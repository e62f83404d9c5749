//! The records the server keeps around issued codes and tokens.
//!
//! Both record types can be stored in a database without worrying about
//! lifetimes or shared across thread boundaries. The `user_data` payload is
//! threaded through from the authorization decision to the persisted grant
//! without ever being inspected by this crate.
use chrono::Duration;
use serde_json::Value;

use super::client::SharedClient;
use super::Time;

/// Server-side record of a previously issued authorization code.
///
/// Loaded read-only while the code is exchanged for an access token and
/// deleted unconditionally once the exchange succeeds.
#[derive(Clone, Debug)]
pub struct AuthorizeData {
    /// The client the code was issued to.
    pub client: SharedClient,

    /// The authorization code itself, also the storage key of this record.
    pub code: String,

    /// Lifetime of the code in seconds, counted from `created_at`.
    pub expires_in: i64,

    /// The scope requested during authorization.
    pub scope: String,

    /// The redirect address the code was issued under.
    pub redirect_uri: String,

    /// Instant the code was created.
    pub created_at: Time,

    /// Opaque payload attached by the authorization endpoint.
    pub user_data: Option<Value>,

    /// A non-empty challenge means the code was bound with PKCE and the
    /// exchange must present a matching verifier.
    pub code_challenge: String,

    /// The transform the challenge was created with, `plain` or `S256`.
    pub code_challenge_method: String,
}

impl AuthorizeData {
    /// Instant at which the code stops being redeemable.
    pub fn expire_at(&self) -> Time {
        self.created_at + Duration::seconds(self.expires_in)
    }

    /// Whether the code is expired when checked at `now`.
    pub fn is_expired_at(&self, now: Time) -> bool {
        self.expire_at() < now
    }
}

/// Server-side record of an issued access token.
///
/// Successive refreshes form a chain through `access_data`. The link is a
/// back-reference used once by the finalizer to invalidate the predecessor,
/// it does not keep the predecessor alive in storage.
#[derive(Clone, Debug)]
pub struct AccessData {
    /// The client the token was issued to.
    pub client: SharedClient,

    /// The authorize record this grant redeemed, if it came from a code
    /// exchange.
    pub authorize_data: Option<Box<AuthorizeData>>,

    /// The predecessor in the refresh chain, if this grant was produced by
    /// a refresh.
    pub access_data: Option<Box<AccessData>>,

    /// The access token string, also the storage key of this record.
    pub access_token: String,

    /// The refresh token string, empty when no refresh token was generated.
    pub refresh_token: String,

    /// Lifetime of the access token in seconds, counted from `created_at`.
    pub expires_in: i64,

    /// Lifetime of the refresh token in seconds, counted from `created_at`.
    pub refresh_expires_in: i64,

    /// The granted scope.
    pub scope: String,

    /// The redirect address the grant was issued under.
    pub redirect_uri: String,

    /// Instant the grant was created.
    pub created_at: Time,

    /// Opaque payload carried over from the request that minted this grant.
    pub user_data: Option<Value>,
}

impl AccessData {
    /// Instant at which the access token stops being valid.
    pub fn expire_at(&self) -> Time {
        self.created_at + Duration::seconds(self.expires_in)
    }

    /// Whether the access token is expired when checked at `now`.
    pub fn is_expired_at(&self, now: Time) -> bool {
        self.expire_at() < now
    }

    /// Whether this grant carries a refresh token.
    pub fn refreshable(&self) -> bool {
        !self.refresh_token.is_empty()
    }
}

• • • • • • •

Exercise directions
Looking back over the data above, restate word for word the lines that begin at the line with "of the code" and end at the line with "back-reference used once", inclusive.

Answer to the problem
    /// Lifetime of the code in seconds, counted from `created_at`.
    pub expires_in: i64,

    /// The scope requested during authorization.
    pub scope: String,

    /// The redirect address the code was issued under.
    pub redirect_uri: String,

    /// Instant the code was created.
    pub created_at: Time,

    /// Opaque payload attached by the authorization endpoint.
    pub user_data: Option<Value>,

    /// A non-empty challenge means the code was bound with PKCE and the
    /// exchange must present a matching verifier.
    pub code_challenge: String,

    /// The transform the challenge was created with, `plain` or `S256`.
    pub code_challenge_method: String,
}

impl AuthorizeData {
    /// Instant at which the code stops being redeemable.
    pub fn expire_at(&self) -> Time {
        self.created_at + Duration::seconds(self.expires_in)
    }

    /// Whether the code is expired when checked at `now`.
    pub fn is_expired_at(&self, now: Time) -> bool {
        self.expire_at() < now
    }
}

/// Server-side record of an issued access token.
///
/// Successive refreshes form a chain through `access_data`. The link is a
/// back-reference used once by the finalizer to invalidate the predecessor,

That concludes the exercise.